----- Material shown

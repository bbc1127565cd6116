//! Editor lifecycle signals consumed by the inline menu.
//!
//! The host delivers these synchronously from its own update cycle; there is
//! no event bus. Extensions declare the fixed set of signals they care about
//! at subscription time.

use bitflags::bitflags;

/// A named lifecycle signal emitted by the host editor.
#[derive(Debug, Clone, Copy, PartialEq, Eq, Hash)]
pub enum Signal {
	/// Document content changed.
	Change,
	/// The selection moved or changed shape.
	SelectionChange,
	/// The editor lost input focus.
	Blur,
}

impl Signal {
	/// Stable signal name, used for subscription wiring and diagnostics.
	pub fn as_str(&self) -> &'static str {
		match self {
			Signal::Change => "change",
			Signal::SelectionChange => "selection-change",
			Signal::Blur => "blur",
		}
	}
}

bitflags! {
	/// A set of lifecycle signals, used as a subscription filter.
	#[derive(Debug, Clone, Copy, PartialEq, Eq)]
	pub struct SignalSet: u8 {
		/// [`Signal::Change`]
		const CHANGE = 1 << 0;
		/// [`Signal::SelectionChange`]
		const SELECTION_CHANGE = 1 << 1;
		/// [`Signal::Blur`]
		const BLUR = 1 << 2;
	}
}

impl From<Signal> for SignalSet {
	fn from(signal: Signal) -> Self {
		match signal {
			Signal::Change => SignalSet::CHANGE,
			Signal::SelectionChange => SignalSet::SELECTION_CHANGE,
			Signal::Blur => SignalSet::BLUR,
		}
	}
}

----------
----- Material shown

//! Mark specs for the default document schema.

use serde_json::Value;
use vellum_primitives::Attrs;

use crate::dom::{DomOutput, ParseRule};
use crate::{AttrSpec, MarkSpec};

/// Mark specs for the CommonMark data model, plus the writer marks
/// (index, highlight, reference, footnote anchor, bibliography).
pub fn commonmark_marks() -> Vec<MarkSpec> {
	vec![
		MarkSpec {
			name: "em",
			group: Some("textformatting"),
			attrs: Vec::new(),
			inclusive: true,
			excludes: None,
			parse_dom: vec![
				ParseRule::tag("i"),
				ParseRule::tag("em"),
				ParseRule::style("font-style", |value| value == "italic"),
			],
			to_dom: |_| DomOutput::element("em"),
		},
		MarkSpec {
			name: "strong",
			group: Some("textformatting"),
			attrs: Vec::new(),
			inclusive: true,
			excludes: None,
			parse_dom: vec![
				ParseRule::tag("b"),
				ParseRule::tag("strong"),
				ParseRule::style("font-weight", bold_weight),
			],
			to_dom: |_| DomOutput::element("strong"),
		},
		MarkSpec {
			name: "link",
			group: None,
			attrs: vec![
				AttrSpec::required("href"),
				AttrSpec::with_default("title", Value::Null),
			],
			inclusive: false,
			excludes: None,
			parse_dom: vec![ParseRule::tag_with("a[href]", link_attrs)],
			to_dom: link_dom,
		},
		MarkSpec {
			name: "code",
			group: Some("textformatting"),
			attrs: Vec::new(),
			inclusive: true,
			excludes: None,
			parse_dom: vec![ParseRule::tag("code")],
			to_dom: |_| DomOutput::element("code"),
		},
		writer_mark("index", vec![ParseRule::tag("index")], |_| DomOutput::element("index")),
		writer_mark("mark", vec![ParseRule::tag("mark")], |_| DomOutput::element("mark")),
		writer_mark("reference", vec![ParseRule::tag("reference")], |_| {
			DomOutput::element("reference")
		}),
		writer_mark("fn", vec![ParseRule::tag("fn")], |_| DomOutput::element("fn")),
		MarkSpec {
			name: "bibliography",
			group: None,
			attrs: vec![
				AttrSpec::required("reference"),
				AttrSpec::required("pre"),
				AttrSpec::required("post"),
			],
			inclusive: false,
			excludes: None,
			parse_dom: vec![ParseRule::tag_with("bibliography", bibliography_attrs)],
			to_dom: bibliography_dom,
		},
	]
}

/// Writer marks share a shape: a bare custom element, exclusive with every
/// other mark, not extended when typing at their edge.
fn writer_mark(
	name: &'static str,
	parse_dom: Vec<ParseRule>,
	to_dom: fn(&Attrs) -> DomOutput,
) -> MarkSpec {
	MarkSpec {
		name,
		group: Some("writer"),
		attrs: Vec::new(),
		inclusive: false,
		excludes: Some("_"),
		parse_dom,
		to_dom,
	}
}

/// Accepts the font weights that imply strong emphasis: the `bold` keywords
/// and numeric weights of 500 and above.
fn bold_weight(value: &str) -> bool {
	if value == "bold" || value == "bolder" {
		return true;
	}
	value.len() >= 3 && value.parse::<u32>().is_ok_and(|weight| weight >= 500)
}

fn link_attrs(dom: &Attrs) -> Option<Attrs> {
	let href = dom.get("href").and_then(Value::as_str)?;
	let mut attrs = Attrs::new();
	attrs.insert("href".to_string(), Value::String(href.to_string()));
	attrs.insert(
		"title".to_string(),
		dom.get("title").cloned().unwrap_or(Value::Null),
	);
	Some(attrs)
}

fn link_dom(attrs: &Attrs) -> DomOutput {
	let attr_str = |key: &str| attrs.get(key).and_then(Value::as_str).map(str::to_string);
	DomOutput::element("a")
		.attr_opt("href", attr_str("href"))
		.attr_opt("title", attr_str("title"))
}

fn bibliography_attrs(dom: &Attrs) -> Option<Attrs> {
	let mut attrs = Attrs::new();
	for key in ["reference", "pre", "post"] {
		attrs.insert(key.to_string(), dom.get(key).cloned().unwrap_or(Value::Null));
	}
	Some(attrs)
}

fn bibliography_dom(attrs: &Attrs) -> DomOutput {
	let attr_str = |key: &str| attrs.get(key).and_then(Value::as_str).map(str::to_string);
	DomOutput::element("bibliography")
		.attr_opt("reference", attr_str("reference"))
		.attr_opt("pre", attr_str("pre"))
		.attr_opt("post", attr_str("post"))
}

----------

[Task brief]: Read the entries and show each line that mentions "strong".

[Output for this task]:
			name: "strong",
				ParseRule::tag("strong"),
			to_dom: |_| DomOutput::element("strong"),
/// Accepts the font weights that imply strong emphasis: the `bold` keywords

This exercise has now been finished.